Task prompt: Could you reproduce every record below exactly as it stands?

+ + + + + + +

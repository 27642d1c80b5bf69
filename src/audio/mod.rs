//! Local voice capture helpers for text-mode answers

pub mod silence;

pub use silence::{capture_until_silence, normalized_rms, CapturedAudio, SilenceDetector, StopReason};

/// Audio frame from a local capture source
#[derive(Debug, Clone, PartialEq, Eq)]
pub struct AudioFrame {
    /// Raw audio samples (i16 PCM, interleaved)
    pub samples: Vec<i16>,
    /// Sample rate in Hz
    pub sample_rate: u32,
    /// Number of channels
    pub channels: u16,
    /// Timestamp in milliseconds since capture started
    pub timestamp_ms: u64,
}

impl AudioFrame {
    /// Playback length of this frame
    pub fn duration_ms(&self) -> u64 {
        let per_channel = self.samples.len() as u64 / self.channels.max(1) as u64;
        if self.sample_rate == 0 {
            return 0;
        }
        per_channel * 1000 / self.sample_rate as u64
    }
}
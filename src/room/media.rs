use anyhow::Result;
use std::sync::atomic::{AtomicBool, Ordering};
use std::sync::Arc;
use tracing::info;

/// Local microphone/camera stream published into the room
///
/// The session monitor acquires it while connecting and must release it on
/// every path into `terminated`, including a leave that interrupts connect.
#[async_trait::async_trait]
pub trait LocalMedia: Send + Sync {
    /// Start capturing
    async fn acquire(&mut self) -> Result<()>;

    /// Stop capturing; a no-op when nothing is held
    async fn release(&mut self) -> Result<()>;

    fn is_active(&self) -> bool;

    /// Name for logging
    fn name(&self) -> &str;
}

/// Media handle for headless sessions where capture happens elsewhere.
///
/// Tracks acquire/release so callers can assert the stream is not leaked.
#[derive(Debug, Clone, Default)]
pub struct DetachedMedia {
    active: Arc<AtomicBool>,
}

impl DetachedMedia {
    pub fn new() -> Self {
        Self::default()
    }

    /// Shared flag observers can read after the handle moves into a monitor
    pub fn activity(&self) -> Arc<AtomicBool> {
        Arc::clone(&self.active)
    }
}

#[async_trait::async_trait]
impl LocalMedia for DetachedMedia {
    async fn acquire(&mut self) -> Result<()> {
        if !self.active.swap(true, Ordering::SeqCst) {
            info!("Local media acquired (detached)");
        }
        Ok(())
    }

    async fn release(&mut self) -> Result<()> {
        if self.active.swap(false, Ordering::SeqCst) {
            info!("Local media released (detached)");
        }
        Ok(())
    }

    fn is_active(&self) -> bool {
        self.active.load(Ordering::SeqCst)
    }

    fn name(&self) -> &str {
        "detached"
    }
}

+ + + + + + +

Response below:
repository 27642d1c80b5bf69
filename src/audio/mod.rs
//! Local voice capture helpers for text-mode answers

pub mod silence;

pub use silence::{capture_until_silence, normalized_rms, CapturedAudio, SilenceDetector, StopReason};

/// Audio frame from a local capture source
#[derive(Debug, Clone, PartialEq, Eq)]
pub struct AudioFrame {
    /// Raw audio samples (i16 PCM, interleaved)
    pub samples: Vec<i16>,
    /// Sample rate in Hz
    pub sample_rate: u32,
    /// Number of channels
    pub channels: u16,
    /// Timestamp in milliseconds since capture started
    pub timestamp_ms: u64,
}

impl AudioFrame {
    /// Playback length of this frame
    pub fn duration_ms(&self) -> u64 {
        let per_channel = self.samples.len() as u64 / self.channels.max(1) as u64;
        if self.sample_rate == 0 {
            return 0;
        }
        per_channel * 1000 / self.sample_rate as u64
    }
}
filename src/room/media.rs
use anyhow::Result;
use std::sync::atomic::{AtomicBool, Ordering};
use std::sync::Arc;
use tracing::info;

/// Local microphone/camera stream published into the room
///
/// The session monitor acquires it while connecting and must release it on
/// every path into `terminated`, including a leave that interrupts connect.
#[async_trait::async_trait]
pub trait LocalMedia: Send + Sync {
    /// Start capturing
    async fn acquire(&mut self) -> Result<()>;

    /// Stop capturing; a no-op when nothing is held
    async fn release(&mut self) -> Result<()>;

    fn is_active(&self) -> bool;

    /// Name for logging
    fn name(&self) -> &str;
}

/// Media handle for headless sessions where capture happens elsewhere.
///
/// Tracks acquire/release so callers can assert the stream is not leaked.
#[derive(Debug, Clone, Default)]
pub struct DetachedMedia {
    active: Arc<AtomicBool>,
}

impl DetachedMedia {
    pub fn new() -> Self {
        Self::default()
    }

    /// Shared flag observers can read after the handle moves into a monitor
    pub fn activity(&self) -> Arc<AtomicBool> {
        Arc::clone(&self.active)
    }
}

#[async_trait::async_trait]
impl LocalMedia for DetachedMedia {
    async fn acquire(&mut self) -> Result<()> {
        if !self.active.swap(true, Ordering::SeqCst) {
            info!("Local media acquired (detached)");
        }
        Ok(())
    }

    async fn release(&mut self) -> Result<()> {
        if self.active.swap(false, Ordering::SeqCst) {
            info!("Local media released (detached)");
        }
        Ok(())
    }

    fn is_active(&self) -> bool {
        self.active.load(Ordering::SeqCst)
    }

    fn name(&self) -> &str {
        "detached"
    }
}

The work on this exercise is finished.